> [What to work on] For the listing below, report all lines that hold the word "MYJOB".

——————————

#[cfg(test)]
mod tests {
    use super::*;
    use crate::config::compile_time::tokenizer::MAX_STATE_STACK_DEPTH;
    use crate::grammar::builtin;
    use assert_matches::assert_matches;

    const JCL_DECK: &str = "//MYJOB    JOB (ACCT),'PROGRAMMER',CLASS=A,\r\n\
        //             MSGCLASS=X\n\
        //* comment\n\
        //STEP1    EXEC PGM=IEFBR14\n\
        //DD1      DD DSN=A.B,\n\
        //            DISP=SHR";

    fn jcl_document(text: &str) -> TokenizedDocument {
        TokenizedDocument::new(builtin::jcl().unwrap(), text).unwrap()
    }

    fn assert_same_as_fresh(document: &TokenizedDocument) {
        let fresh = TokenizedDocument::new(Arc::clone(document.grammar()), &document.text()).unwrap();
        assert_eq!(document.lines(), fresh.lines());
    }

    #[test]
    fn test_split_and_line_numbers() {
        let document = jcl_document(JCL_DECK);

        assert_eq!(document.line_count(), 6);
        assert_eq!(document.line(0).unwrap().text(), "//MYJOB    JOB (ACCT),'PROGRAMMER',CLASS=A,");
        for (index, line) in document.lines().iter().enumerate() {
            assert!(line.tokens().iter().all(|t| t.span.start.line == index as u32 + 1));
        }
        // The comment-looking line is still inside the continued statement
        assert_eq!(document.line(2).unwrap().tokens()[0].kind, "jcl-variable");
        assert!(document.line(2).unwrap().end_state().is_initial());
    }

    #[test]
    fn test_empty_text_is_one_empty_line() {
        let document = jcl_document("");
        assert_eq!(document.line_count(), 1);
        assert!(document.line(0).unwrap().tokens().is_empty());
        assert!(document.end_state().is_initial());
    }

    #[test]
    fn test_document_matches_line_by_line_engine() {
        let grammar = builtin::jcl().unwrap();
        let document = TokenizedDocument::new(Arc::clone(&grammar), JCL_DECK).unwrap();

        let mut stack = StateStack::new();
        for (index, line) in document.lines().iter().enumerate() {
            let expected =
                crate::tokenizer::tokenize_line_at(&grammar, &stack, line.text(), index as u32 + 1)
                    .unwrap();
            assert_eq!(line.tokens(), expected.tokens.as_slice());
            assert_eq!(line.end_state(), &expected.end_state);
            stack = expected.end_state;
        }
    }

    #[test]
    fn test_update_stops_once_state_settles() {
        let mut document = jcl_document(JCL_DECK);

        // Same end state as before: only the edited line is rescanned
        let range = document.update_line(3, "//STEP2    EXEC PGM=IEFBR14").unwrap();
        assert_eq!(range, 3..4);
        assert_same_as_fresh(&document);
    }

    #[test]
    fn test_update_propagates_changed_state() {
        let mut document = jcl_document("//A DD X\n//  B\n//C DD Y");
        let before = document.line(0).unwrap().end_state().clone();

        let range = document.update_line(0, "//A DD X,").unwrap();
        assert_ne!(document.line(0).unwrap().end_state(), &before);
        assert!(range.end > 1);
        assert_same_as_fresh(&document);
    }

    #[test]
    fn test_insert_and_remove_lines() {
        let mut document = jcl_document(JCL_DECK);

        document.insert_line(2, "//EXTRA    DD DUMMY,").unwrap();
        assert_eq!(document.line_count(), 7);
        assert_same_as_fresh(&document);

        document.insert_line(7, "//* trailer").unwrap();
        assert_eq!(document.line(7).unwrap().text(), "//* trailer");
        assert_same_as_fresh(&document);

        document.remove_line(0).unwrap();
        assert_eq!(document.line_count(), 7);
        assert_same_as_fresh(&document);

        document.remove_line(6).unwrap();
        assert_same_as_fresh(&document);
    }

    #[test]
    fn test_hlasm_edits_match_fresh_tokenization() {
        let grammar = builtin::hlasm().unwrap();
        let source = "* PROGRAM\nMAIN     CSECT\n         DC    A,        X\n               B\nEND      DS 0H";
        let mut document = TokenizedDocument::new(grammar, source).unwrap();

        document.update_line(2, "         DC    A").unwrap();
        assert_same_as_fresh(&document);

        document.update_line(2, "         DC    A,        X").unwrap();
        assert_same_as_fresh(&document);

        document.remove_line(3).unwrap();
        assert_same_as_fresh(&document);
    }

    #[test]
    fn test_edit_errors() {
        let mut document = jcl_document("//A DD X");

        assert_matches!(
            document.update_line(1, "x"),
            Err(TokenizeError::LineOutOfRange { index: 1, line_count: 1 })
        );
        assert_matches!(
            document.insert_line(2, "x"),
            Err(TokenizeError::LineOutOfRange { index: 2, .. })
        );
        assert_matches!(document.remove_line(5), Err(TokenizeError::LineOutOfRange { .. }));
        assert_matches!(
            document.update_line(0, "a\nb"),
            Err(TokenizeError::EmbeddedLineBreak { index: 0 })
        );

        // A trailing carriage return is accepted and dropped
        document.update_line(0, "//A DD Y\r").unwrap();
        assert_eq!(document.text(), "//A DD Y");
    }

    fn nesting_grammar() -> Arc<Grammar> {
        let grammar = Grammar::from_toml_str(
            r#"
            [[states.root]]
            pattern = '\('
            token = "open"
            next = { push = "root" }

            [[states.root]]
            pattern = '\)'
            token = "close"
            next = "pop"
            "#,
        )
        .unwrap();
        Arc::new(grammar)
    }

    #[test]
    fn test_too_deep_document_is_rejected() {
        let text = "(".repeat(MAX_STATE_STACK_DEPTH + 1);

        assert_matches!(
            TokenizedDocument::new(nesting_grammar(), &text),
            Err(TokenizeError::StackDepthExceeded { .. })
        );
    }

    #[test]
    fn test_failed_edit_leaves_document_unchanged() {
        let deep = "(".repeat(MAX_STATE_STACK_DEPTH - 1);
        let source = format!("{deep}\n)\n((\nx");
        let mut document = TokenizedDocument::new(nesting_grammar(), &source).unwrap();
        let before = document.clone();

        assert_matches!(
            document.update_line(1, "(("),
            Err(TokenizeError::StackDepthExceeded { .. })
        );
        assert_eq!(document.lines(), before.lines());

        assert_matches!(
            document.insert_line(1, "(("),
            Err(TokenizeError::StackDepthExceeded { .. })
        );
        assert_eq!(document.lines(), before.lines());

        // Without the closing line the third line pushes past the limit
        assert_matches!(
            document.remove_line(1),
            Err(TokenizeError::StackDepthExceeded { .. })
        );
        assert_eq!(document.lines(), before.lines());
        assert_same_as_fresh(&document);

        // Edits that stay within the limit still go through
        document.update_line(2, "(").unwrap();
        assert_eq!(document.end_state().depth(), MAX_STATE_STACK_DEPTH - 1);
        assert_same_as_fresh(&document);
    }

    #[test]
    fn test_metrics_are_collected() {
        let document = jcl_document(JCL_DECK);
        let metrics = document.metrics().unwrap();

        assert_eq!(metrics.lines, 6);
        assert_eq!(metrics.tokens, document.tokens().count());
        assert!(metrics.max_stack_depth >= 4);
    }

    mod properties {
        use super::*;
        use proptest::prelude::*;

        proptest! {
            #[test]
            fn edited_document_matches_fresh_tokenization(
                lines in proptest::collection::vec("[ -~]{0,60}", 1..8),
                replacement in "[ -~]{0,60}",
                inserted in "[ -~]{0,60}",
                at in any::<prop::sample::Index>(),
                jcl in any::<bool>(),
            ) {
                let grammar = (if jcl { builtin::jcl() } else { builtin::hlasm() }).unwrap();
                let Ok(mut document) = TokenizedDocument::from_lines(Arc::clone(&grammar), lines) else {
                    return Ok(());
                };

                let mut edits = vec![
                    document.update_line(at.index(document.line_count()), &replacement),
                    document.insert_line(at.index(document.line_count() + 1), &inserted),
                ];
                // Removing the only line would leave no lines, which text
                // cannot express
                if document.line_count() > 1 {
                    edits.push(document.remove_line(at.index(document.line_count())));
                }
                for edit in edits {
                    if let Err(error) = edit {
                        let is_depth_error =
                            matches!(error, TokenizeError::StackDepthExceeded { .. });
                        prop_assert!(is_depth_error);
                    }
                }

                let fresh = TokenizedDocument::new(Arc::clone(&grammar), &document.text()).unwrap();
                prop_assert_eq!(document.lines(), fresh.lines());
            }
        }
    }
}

——————————

> [Output]
    const JCL_DECK: &str = "//MYJOB    JOB (ACCT),'PROGRAMMER',CLASS=A,\r\n\
        assert_eq!(document.line(0).unwrap().text(), "//MYJOB    JOB (ACCT),'PROGRAMMER',CLASS=A,");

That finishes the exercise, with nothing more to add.